**EXERCISE MATERIAL**
......

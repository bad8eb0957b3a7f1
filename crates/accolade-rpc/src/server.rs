// crates/accolade-rpc/src/server.rs
//
// RPC server setup: AccoladeRpcServer and RpcConfig.
//
// A single tonic service accepts JSON-encoded requests carrying a method
// name, dispatches to the matching handler, and returns a JSON-encoded
// response. tonic supplies transport and interceptors; there is no proto
// codegen.

use std::future::Future;
use std::sync::Arc;
use std::time::Instant;

use http_body::Body as HttpBody;
use http_body_util::BodyExt;
use serde::{Deserialize, Serialize};
use tonic::transport::Server;
use tonic::Status;

use accolade_core::LedgerStore;
use accolade_ledger::EndorsementLedger;

use crate::handlers::{self, RpcError};
use crate::middleware;

// ---------------------------------------------------------------------------
// RpcConfig
// ---------------------------------------------------------------------------

/// Configuration for the RPC server.
#[derive(Debug, Clone, Serialize, Deserialize)]
pub struct RpcConfig {
    /// Host to bind to (e.g., "127.0.0.1" or "0.0.0.0").
    pub host: String,
    /// Port to listen on.
    pub port: u16,
}

impl Default for RpcConfig {
    fn default() -> Self {
        Self {
            host: "127.0.0.1".to_string(),
            port: 50061,
        }
    }
}

// ---------------------------------------------------------------------------
// JSON-RPC Envelope
// ---------------------------------------------------------------------------

/// A JSON-RPC-style request envelope.
/// The client sends a method name and a JSON params payload.
#[derive(Debug, Clone, Serialize, Deserialize)]
pub struct JsonRpcRequest {
    /// The RPC method to invoke (e.g., "endorsement/submit", "rank/results").
    pub method: String,
    /// JSON-encoded parameters for the method.
    #[serde(default)]
    pub params: serde_json::Value,
}

/// A JSON-RPC-style response envelope.
#[derive(Debug, Clone, Serialize, Deserialize)]
pub struct JsonRpcResponse {
    /// Whether the request succeeded.
    pub success: bool,
    /// The result data (if success).
    pub result: Option<serde_json::Value>,
    /// Error message (if not success).
    pub error: Option<String>,
    /// Stable error code (if not success), e.g. "not_found".
    #[serde(default)]
    pub code: Option<String>,
}

impl JsonRpcResponse {
    fn ok(value: serde_json::Value) -> Self {
        Self {
            success: true,
            result: Some(value),
            error: None,
            code: None,
        }
    }

    fn err(err: RpcError) -> Self {
        Self {
            success: false,
            result: None,
            error: Some(err.message),
            code: Some(err.code),
        }
    }
}

// ---------------------------------------------------------------------------
// AccoladeRpcServer
// ---------------------------------------------------------------------------

/// The RPC server for the endorsement ledger.
///
/// Holds the shared ledger and exposes it through a tonic server with
/// JSON-RPC dispatching.
pub struct AccoladeRpcServer<S> {
    config: RpcConfig,
    inner: LedgerServiceImpl<S>,
}

impl<S> std::fmt::Debug for AccoladeRpcServer<S> {
    fn fmt(&self, f: &mut std::fmt::Formatter<'_>) -> std::fmt::Result {
        f.debug_struct("AccoladeRpcServer")
            .field("config", &self.config)
            .finish()
    }
}

impl<S: LedgerStore + 'static> AccoladeRpcServer<S> {
    /// Create a new server over a shared ledger.
    pub fn new(config: RpcConfig, ledger: Arc<EndorsementLedger<S>>) -> Self {
        Self {
            config,
            inner: LedgerServiceImpl {
                ledger,
                start_time: Instant::now(),
            },
        }
    }

    /// Set the daemon start time for uptime calculation.
    pub fn with_start_time(mut self, st: Instant) -> Self {
        self.inner.start_time = st;
        self
    }

    /// Dispatch one request without going through the transport.
    pub async fn handle(&self, request: JsonRpcRequest) -> JsonRpcResponse {
        self.inner.dispatch(request).await
    }

    /// Start the RPC server and serve until the process is terminated.
    pub async fn start(&self) -> Result<(), Box<dyn std::error::Error + Send + Sync>> {
        self.serve_with_shutdown(std::future::pending()).await
    }

    /// Serve until `signal` resolves, then stop accepting connections and
    /// drain in-flight requests.
    pub async fn serve_with_shutdown<F>(
        &self,
        signal: F,
    ) -> Result<(), Box<dyn std::error::Error + Send + Sync>>
    where
        F: Future<Output = ()> + Send,
    {
        let addr = format!("{}:{}", self.config.host, self.config.port).parse()?;

        tracing::info!("Accolade RPC server starting on {}", addr);

        Server::builder()
            .accept_http1(true)
            .add_service(tonic::service::interceptor::InterceptedService::new(
                AccoladeJsonRpcServer::new(self.inner.clone()),
                middleware::logging_interceptor,
            ))
            .serve_with_shutdown(addr, signal)
            .await?;

        tracing::info!("Accolade RPC server stopped");
        Ok(())
    }
}

// ---------------------------------------------------------------------------
// Dispatch
// ---------------------------------------------------------------------------

/// Shared state behind the tonic service, cloned per request.
struct LedgerServiceImpl<S> {
    ledger: Arc<EndorsementLedger<S>>,
    start_time: Instant,
}

impl<S> Clone for LedgerServiceImpl<S> {
    fn clone(&self) -> Self {
        Self {
            ledger: self.ledger.clone(),
            start_time: self.start_time,
        }
    }
}

impl<S: LedgerStore + 'static> LedgerServiceImpl<S> {
    /// Dispatch a JSON-RPC request to the appropriate handler based on the method name.
    async fn dispatch(&self, request: JsonRpcRequest) -> JsonRpcResponse {
        let ledger = &self.ledger;
        let result = match request.method.as_str() {
            // Endorsements
            "endorsement/submit" => {
                dispatch_handler(request.params, |r| {
                    handlers::endorsement::handle_submit(ledger, r)
                })
                .await
            }
            "endorsement/remove" => {
                dispatch_handler(request.params, |r| {
                    handlers::endorsement::handle_remove(ledger, r)
                })
                .await
            }
            "endorsement/by_endorser" => {
                dispatch_handler(request.params, |r| {
                    handlers::endorsement::handle_by_endorser(ledger, r)
                })
                .await
            }
            "endorsement/for_recipient" => {
                dispatch_handler(request.params, |r| {
                    handlers::endorsement::handle_for_recipient(ledger, r)
                })
                .await
            }
            "endorsement/influence" => {
                dispatch_handler(request.params, |r| {
                    handlers::endorsement::handle_influence(ledger, r)
                })
                .await
            }

            // Ranking
            "rank/results" => {
                dispatch_handler(request.params, |r| handlers::rank::handle_results(ledger, r))
                    .await
            }

            // Node
            "node/health" => {
                let storage = ledger.store().backend_name();
                let start_time = self.start_time;
                dispatch_handler(request.params, |r| async move {
                    handlers::node::handle_get_health(r, storage, start_time).await
                })
                .await
            }

            _ => Err(RpcError::new(
                "unknown_method",
                format!("Unknown method: {}", request.method),
            )),
        };

        match result {
            Ok(value) => JsonRpcResponse::ok(value),
            Err(err) => {
                tracing::debug!("RPC {} failed: {}", request.method, err);
                JsonRpcResponse::err(err)
            }
        }
    }
}

/// Generic dispatch helper: deserialize params into a request type,
/// call the handler, and serialize the result to JSON.
///
/// Missing params are treated as an empty object. Params that fail to
/// deserialize (including labels that fail validation) are `invalid_input`.
async fn dispatch_handler<Req, Resp, F, Fut>(
    params: serde_json::Value,
    handler: F,
) -> Result<serde_json::Value, RpcError>
where
    Req: serde::de::DeserializeOwned,
    Resp: serde::Serialize,
    F: FnOnce(Req) -> Fut,
    Fut: Future<Output = Result<Resp, RpcError>>,
{
    let params = if params.is_null() {
        serde_json::Value::Object(serde_json::Map::new())
    } else {
        params
    };
    let request: Req = serde_json::from_value(params)
        .map_err(|e| RpcError::invalid_input(format!("Failed to deserialize request: {}", e)))?;
    let response = handler(request).await?;
    serde_json::to_value(response)
        .map_err(|e| RpcError::internal(format!("Failed to serialize response: {}", e)))
}

// ---------------------------------------------------------------------------
// Tonic Service Wiring
// ---------------------------------------------------------------------------
// One service, one implicit method. Request and response bodies are raw
// JSON-encoded JsonRpcRequest/JsonRpcResponse bytes.

/// The tonic service wrapper. Implements the low-level service by
/// accepting bytes, deserializing as JSON-RPC, and dispatching.
pub struct AccoladeJsonRpcServer<S> {
    inner: LedgerServiceImpl<S>,
}

impl<S> Clone for AccoladeJsonRpcServer<S> {
    fn clone(&self) -> Self {
        Self {
            inner: self.inner.clone(),
        }
    }
}

impl<S> std::fmt::Debug for AccoladeJsonRpcServer<S> {
    fn fmt(&self, f: &mut std::fmt::Formatter<'_>) -> std::fmt::Result {
        f.debug_struct("AccoladeJsonRpcServer").finish()
    }
}

impl<S> AccoladeJsonRpcServer<S> {
    fn new(inner: LedgerServiceImpl<S>) -> Self {
        Self { inner }
    }
}

impl<S> tonic::server::NamedService for AccoladeJsonRpcServer<S> {
    const NAME: &'static str = "accolade.rpc.LedgerService";
}

/// HTTP path the JSON-RPC service answers on. tonic routes by service name,
/// so clients must POST here rather than to the bare endpoint.
pub fn call_path() -> String {
    format!(
        "/{}/Call",
        <AccoladeJsonRpcServer<()> as tonic::server::NamedService>::NAME
    )
}

impl<S, B> tower_service::Service<http::Request<B>> for AccoladeJsonRpcServer<S>
where
    S: LedgerStore + 'static,
    B: HttpBody + Send + 'static,
    B::Error: Into<Box<dyn std::error::Error + Send + Sync>> + Send,
    B::Data: Send,
{
    type Response = http::Response<tonic::body::BoxBody>;
    type Error = std::convert::Infallible;
    type Future = std::pin::Pin<
        Box<dyn std::future::Future<Output = Result<Self::Response, Self::Error>> + Send>,
    >;

    fn poll_ready(
        &mut self,
        _cx: &mut std::task::Context<'_>,
    ) -> std::task::Poll<Result<(), Self::Error>> {
        std::task::Poll::Ready(Ok(()))
    }

    fn call(&mut self, req: http::Request<B>) -> Self::Future {
        let inner = self.inner.clone();

        Box::pin(async move {
            let body_bytes = match collect_body(req.into_body()).await {
                Ok(b) => b,
                Err(e) => {
                    tracing::error!("Failed to read request body: {}", e);
                    let resp = JsonRpcResponse::err(RpcError::invalid_input(format!(
                        "Failed to read request body: {}",
                        e
                    )));
                    return Ok(build_response(&resp));
                }
            };

            let rpc_request: JsonRpcRequest = match serde_json::from_slice(&body_bytes) {
                Ok(r) => r,
                Err(e) => {
                    let resp = JsonRpcResponse::err(RpcError::invalid_input(format!(
                        "Invalid JSON-RPC request: {}",
                        e
                    )));
                    return Ok(build_response(&resp));
                }
            };

            let rpc_response = inner.dispatch(rpc_request).await;
            Ok(build_response(&rpc_response))
        })
    }
}

/// Collect the body of an HTTP request into bytes.
async fn collect_body<B>(body: B) -> Result<Vec<u8>, String>
where
    B: HttpBody + Send,
    B::Error: Into<Box<dyn std::error::Error + Send + Sync>>,
    B::Data: Send,
{
    let mut collected = Vec::new();
    let mut body = std::pin::pin!(body);

    loop {
        match std::future::poll_fn(|cx| HttpBody::poll_frame(body.as_mut(), cx)).await {
            Some(Ok(frame)) => {
                if let Ok(data) = frame.into_data() {
                    use bytes::Buf;
                    collected.extend_from_slice(data.chunk());
                }
            }
            Some(Err(e)) => return Err(e.into().to_string()),
            None => break,
        }
    }

    Ok(collected)
}

/// Build an HTTP 200 response carrying the JSON-encoded envelope.
fn build_response(resp: &JsonRpcResponse) -> http::Response<tonic::body::BoxBody> {
    let json = serde_json::to_vec(resp).unwrap_or_default();
    let body = tonic::body::BoxBody::new(
        http_body_util::Full::new(bytes::Bytes::from(json))
            .map_err(|e| Status::internal(format!("body error: {}", e))),
    );

    let mut response = http::Response::new(body);
    response.headers_mut().insert(
        http::header::CONTENT_TYPE,
        http::HeaderValue::from_static("application/json"),
    );
    response
}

......

**YOUR ASSIGNMENT**
In the material above, find each line containing the word "crates" and copy it.

**COMPLETED EXERCISE**
filename crates/accolade-rpc/src/server.rs
// crates/accolade-rpc/src/server.rs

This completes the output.